● Dataset records
________

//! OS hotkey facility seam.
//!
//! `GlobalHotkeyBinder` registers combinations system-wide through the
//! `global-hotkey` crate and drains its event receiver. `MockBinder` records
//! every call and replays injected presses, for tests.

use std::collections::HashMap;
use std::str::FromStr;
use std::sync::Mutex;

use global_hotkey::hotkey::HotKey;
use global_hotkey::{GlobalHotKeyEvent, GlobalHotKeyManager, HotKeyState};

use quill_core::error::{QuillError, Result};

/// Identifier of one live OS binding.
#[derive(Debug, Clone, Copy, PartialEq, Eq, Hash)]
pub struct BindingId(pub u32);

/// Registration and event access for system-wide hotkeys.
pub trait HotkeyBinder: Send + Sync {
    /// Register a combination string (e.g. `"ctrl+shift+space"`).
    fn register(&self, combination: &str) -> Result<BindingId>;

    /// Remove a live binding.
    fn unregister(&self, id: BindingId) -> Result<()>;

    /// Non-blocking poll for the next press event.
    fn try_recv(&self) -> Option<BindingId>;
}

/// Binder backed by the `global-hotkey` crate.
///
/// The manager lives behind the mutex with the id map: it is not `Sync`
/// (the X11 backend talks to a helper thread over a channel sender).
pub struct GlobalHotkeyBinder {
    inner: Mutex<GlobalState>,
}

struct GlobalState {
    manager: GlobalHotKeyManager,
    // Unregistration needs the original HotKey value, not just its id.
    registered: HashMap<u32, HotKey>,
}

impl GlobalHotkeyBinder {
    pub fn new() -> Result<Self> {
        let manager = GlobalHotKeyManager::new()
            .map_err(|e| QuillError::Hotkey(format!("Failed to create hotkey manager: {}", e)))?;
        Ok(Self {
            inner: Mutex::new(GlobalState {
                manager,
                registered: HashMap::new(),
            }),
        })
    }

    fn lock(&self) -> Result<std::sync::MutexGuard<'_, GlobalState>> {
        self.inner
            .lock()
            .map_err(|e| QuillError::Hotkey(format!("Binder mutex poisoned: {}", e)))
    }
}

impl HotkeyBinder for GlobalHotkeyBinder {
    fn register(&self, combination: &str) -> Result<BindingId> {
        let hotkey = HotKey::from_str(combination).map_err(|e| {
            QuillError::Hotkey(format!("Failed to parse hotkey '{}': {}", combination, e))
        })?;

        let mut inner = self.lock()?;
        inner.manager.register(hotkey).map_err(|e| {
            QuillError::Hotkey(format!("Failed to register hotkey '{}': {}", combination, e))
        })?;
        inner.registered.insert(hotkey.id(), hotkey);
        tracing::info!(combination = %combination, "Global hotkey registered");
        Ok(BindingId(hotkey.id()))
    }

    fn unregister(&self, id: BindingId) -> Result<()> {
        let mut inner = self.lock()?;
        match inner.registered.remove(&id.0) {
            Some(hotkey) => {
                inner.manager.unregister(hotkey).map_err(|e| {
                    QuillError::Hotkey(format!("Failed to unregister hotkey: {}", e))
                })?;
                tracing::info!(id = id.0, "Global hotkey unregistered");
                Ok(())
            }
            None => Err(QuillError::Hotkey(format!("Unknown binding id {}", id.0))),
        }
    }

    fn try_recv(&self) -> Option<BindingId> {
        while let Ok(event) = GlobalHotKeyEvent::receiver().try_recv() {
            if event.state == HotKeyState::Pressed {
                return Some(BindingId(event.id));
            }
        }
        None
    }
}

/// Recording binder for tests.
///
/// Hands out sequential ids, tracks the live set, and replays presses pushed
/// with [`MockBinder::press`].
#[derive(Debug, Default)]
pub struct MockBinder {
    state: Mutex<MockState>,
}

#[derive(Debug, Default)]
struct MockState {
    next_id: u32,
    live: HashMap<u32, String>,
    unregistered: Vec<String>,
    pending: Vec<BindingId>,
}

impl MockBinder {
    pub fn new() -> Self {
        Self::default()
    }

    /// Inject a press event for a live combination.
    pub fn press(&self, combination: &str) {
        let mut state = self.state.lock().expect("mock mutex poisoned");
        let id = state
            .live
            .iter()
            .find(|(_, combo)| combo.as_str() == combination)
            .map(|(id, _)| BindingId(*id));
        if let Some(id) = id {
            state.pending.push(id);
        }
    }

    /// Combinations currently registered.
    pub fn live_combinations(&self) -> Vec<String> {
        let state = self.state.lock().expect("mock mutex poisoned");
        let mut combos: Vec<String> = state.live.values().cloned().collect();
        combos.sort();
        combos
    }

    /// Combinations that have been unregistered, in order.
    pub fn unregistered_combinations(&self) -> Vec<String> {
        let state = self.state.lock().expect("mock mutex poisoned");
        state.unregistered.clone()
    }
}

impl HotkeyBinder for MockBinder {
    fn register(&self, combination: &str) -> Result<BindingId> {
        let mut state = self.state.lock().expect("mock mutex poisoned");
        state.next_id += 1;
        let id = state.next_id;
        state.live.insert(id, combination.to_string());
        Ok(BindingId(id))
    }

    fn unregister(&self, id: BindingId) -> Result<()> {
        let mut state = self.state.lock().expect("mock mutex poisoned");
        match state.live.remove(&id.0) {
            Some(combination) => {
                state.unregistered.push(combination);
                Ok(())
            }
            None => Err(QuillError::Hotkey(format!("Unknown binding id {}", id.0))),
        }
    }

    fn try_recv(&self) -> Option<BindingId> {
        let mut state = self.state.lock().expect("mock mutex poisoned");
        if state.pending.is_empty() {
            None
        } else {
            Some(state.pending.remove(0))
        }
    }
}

________

● ASSIGNMENT
Repeat only the lines above, from the first line of the entries through the line that contains "use std::str::FromStr;", including both ends.

● RESPONSE TO THE EXERCISE
//! OS hotkey facility seam.
//!
//! `GlobalHotkeyBinder` registers combinations system-wide through the
//! `global-hotkey` crate and drains its event receiver. `MockBinder` records
//! every call and replays injected presses, for tests.

use std::collections::HashMap;
use std::str::FromStr;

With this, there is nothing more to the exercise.